At least until the U.S. presidential election, Netanyahu won’t risk angering Obama
(Photoillustration Tablet Magazine; original photos Spencer Platt/Getty Images, Uriel Sinai/Getty Images, and Shutterstock)
In the past year, Israeli
Prime Minister Benjamin Netanyahu and his Defense Minister, Ehud Barak,
have honed their talent for psychological warfare. At international Holocaust Remembrance Day in January, at the annual AIPAC Policy Conference in March, and in countless interviews,
they have created the impression at every opportunity that Israel could
strike Iran’s nuclear facilities at any moment—and that an attack
becomes more likely with each passing day.
Might we wake up one morning between now and November
to hear unconfirmed reports of major explosions at Natanz and Fordow,
two of Iran’s key uranium-enrichment centers? Or will rumors of a strike
trickle out, as they did in September 2007, weeks after the Israeli air
force destroyed a Syrian nuclear reactor under construction?
No chance.
Although the decision rests in the hands of only two men, and ultimately in Netanyahu’s alone, it can be said with confidence that there will be no Israeli military strike on Iran before America’s Election Day this year. November 6 may not be literally circled on the calendars of Israel’s political and military chiefs, but it might as well be. What makes us so confident?
Officials in the U.S. and Israeli governments told us
they believe that President Obama, during private talks at the White
House in early March, explicitly requested that Netanyahu not use
warplanes or missiles to attack Iran before November. The president may
well have used the same words a reporter overheard him saying a few
weeks later to his Russian counterpart, Dmitri Medvedev, at a summit in
Seoul: “This is my last election,” Obama said. “After my election I have
more flexibility.”
If
Netanyahu heeds the president’s request, he’ll be granting Obama time to
win a second term without the crisis of a potential oil disruption and
Iranian retaliation that might spook American voters enough to question
Obama’s foreign-policy credibility.
But will Netanyahu wait? It is no secret that the two
leaders do not get along well personally, and the prisms through which
they view the Middle East are entirely different. Obama made plain
during his first two years in office that he believed the path to
progress in the region was by way of the Israeli-Palestinian conflict,
specifically by halting Israeli settlements and Jewish housing
construction in East Jerusalem. Netanyahu, in contrast, warned that Iran
is by far the greatest danger confronting the Western world.
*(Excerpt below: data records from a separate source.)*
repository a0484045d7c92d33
//! Cache store backends
//!
//! `BuildCache` is the seam a CI platform cache service would implement.
//! `DirCache` is the default backend: one subdirectory per key under a
//! cache root (typically a mounted cache volume on the runner), with a
//! small metadata file recording when the entry was saved.

use crate::error::{FlatbakeError, FlatbakeResult};
use async_trait::async_trait;
use chrono::{DateTime, Utc};
use serde::{Deserialize, Serialize};
use std::future::Future;
use std::path::{Path, PathBuf};
use std::pin::Pin;
use tokio::fs;
use tracing::debug;

/// Metadata file name inside each cache entry
const META_FILE: &str = "meta.json";

/// Abstract cache store interface
///
/// Restore and save are best-effort from the pipeline's point of view; the
/// backend itself reports errors normally and the caller decides fatality.
#[async_trait]
pub trait BuildCache: Send + Sync {
    /// Restore the cached `paths` into `workspace` for `key`, falling back
    /// to the newest entry matching each prefix in order on an exact miss.
    /// Returns the key of the entry actually restored, if any.
    async fn restore(
        &self,
        key: &str,
        fallback_prefixes: &[&str],
        workspace: &Path,
        paths: &[&str],
    ) -> FlatbakeResult<Option<String>>;

    /// Save `paths` from `workspace` under `key`, replacing any existing
    /// entry for that key.
    async fn save(&self, key: &str, workspace: &Path, paths: &[&str]) -> FlatbakeResult<()>;
}

/// Metadata stored alongside each cache entry
#[derive(Debug, Serialize, Deserialize)]
struct EntryMeta {
    key: String,
    saved_at: DateTime<Utc>,
}

/// Directory-backed cache store
pub struct DirCache {
    root: PathBuf,
}

impl DirCache {
    /// Create a cache store rooted at `root` (created lazily on save)
    pub fn new(root: PathBuf) -> Self {
        Self { root }
    }

    /// The cache root directory
    pub fn root(&self) -> &Path {
        &self.root
    }

    fn entry_dir(&self, key: &str) -> PathBuf {
        self.root.join(key)
    }

    async fn entry_saved_at(&self, entry_dir: &Path) -> DateTime<Utc> {
        let meta_path = entry_dir.join(META_FILE);
        match fs::read(&meta_path).await {
            Ok(bytes) => serde_json::from_slice::<EntryMeta>(&bytes)
                .map(|m| m.saved_at)
                .unwrap_or(DateTime::<Utc>::MIN_UTC),
            Err(_) => DateTime::<Utc>::MIN_UTC,
        }
    }

    /// Find the entry for `key`, or the newest entry matching each fallback
    /// prefix in order.
    async fn find_entry(
        &self,
        key: &str,
        fallback_prefixes: &[&str],
    ) -> FlatbakeResult<Option<(String, PathBuf)>> {
        let exact = self.entry_dir(key);
        if fs::metadata(&exact).await.map(|m| m.is_dir()).unwrap_or(false) {
            return Ok(Some((key.to_string(), exact)));
        }

        let mut entries = match fs::read_dir(&self.root).await {
            Ok(entries) => entries,
            // No cache root yet means no entries at all
            Err(_) => return Ok(None),
        };

        let mut candidates: Vec<(String, PathBuf, DateTime<Utc>)> = Vec::new();
        while let Some(entry) = entries
            .next_entry()
            .await
            .map_err(|e| FlatbakeError::io(format!("reading cache root {}", self.root.display()), e))?
        {
            let path = entry.path();
            if !path.is_dir() {
                continue;
            }
            let name = entry.file_name().to_string_lossy().into_owned();
            let saved_at = self.entry_saved_at(&path).await;
            candidates.push((name, path, saved_at));
        }

        for prefix in fallback_prefixes {
            let hit = candidates
                .iter()
                .filter(|(name, _, _)| name.starts_with(prefix))
                .max_by_key(|(_, _, saved_at)| *saved_at);
            if let Some((name, path, _)) = hit {
                debug!("Cache prefix match: {} (prefix {})", name, prefix);
                return Ok(Some((name.clone(), path.clone())));
            }
        }

        Ok(None)
    }
}

#[async_trait]
impl BuildCache for DirCache {
    async fn restore(
        &self,
        key: &str,
        fallback_prefixes: &[&str],
        workspace: &Path,
        paths: &[&str],
    ) -> FlatbakeResult<Option<String>> {
        let Some((matched_key, entry_dir)) = self.find_entry(key, fallback_prefixes).await? else {
            return Ok(None);
        };

        for rel in paths {
            let src = entry_dir.join(rel);
            if fs::metadata(&src).await.is_err() {
                continue;
            }
            let dst = workspace.join(rel);
            remove_existing(&dst).await;
            copy_tree(src, dst).await?;
        }

        debug!("Restored cache entry {}", matched_key);
        Ok(Some(matched_key))
    }

    async fn save(&self, key: &str, workspace: &Path, paths: &[&str]) -> FlatbakeResult<()> {
        fs::create_dir_all(&self.root).await.map_err(|e| {
            FlatbakeError::io(format!("creating cache root {}", self.root.display()), e)
        })?;

        let entry_dir = self.entry_dir(key);
        remove_existing(&entry_dir).await;
        fs::create_dir_all(&entry_dir).await.map_err(|e| {
            FlatbakeError::io(format!("creating cache entry {}", entry_dir.display()), e)
        })?;

        let mut stored = 0usize;
        for rel in paths {
            let src = workspace.join(rel);
            if fs::metadata(&src).await.is_err() {
                continue;
            }
            copy_tree(src, entry_dir.join(rel)).await?;
            stored += 1;
        }

        if stored == 0 {
            // Do not leave an empty entry behind for find_entry to match
            let _ = fs::remove_dir_all(&entry_dir).await;
            return Err(FlatbakeError::CacheEntry {
                key: key.to_string(),
                reason: "none of the cached paths exist in the workspace".to_string(),
            });
        }

        let meta = EntryMeta {
            key: key.to_string(),
            saved_at: Utc::now(),
        };
        let meta_path = entry_dir.join(META_FILE);
        fs::write(&meta_path, serde_json::to_vec_pretty(&meta)?)
            .await
            .map_err(|e| FlatbakeError::io(format!("writing {}", meta_path.display()), e))?;

        debug!("Saved cache entry {}", key);
        Ok(())
    }
}

async fn remove_existing(path: &Path) {
    match fs::metadata(path).await {
        Ok(meta) if meta.is_dir() => {
            let _ = fs::remove_dir_all(path).await;
        }
        Ok(_) => {
            let _ = fs::remove_file(path).await;
        }
        Err(_) => {}
    }
}

/// Recursively copy a file or directory tree, recreating symlinks.
fn copy_tree(
    src: PathBuf,
    dst: PathBuf,
) -> Pin<Box<dyn Future<Output = FlatbakeResult<()>> + Send>> {
    Box::pin(async move {
        let meta = fs::symlink_metadata(&src)
            .await
            .map_err(|e| FlatbakeError::io(format!("stat {}", src.display()), e))?;

        if meta.is_dir() {
            fs::create_dir_all(&dst)
                .await
                .map_err(|e| FlatbakeError::io(format!("creating {}", dst.display()), e))?;
            let mut entries = fs::read_dir(&src)
                .await
                .map_err(|e| FlatbakeError::io(format!("reading {}", src.display()), e))?;
            while let Some(entry) = entries
                .next_entry()
                .await
                .map_err(|e| FlatbakeError::io(format!("reading {}", src.display()), e))?
            {
                copy_tree(entry.path(), dst.join(entry.file_name())).await?;
            }
        } else if meta.file_type().is_symlink() {
            // flatpak-builder state dirs use relative symlinks for ccache
            #[cfg(unix)]
            {
                let target = fs::read_link(&src)
                    .await
                    .map_err(|e| FlatbakeError::io(format!("readlink {}", src.display()), e))?;
                if let Some(parent) = dst.parent() {
                    fs::create_dir_all(parent).await.map_err(|e| {
                        FlatbakeError::io(format!("creating {}", parent.display()), e)
                    })?;
                }
                let _ = fs::remove_file(&dst).await;
                fs::symlink(&target, &dst)
                    .await
                    .map_err(|e| FlatbakeError::io(format!("symlink {}", dst.display()), e))?;
            }
            #[cfg(not(unix))]
            debug!("Skipping symlink {}", src.display());
        } else {
            if let Some(parent) = dst.parent() {
                fs::create_dir_all(parent)
                    .await
                    .map_err(|e| FlatbakeError::io(format!("creating {}", parent.display()), e))?;
            }
            fs::copy(&src, &dst).await.map_err(|e| {
                FlatbakeError::io(
                    format!("copying {} to {}", src.display(), dst.display()),
                    e,
                )
            })?;
        }

        Ok(())
    })
}
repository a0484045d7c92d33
//! Build-state caching
//!
//! The flatpak-builder state directory is cached under a content-addressed
//! key derived from the manifest bytes. Same manifest = same cache.

mod key;
mod store;

pub use key::{derive_key, resolve_key, FALLBACK_PREFIXES, KEY_PREFIX};
pub use store::{BuildCache, DirCache};
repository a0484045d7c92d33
//! Command-line interface

pub mod args;
pub mod commands;

pub use args::{Cli, Commands};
The prime minister seems sure that a President Mitt
Romney—with whom he’s been friends since their days at the Boston
Consulting Group in the 1970s—would be supportive of almost anything
Israel’s government would decide to do. So, why heed Obama’s request? The simplest answer, of course, is that Obama may be reelected, and Israel’s leader would not want to be branded as the ally who did not cooperate.
There is a more nuanced reality revealed by some
Israeli officials who prefer not to be named because their analysis
could be seen as undermining Netanyahu-Barak’s tough stand. Some
in Jerusalem’s political world, and many in the Israeli military and
the intelligence community, say it is highly unlikely that the Jewish
state will strike Iran this year for several sound reasons.
First, they say, there is no great urgency.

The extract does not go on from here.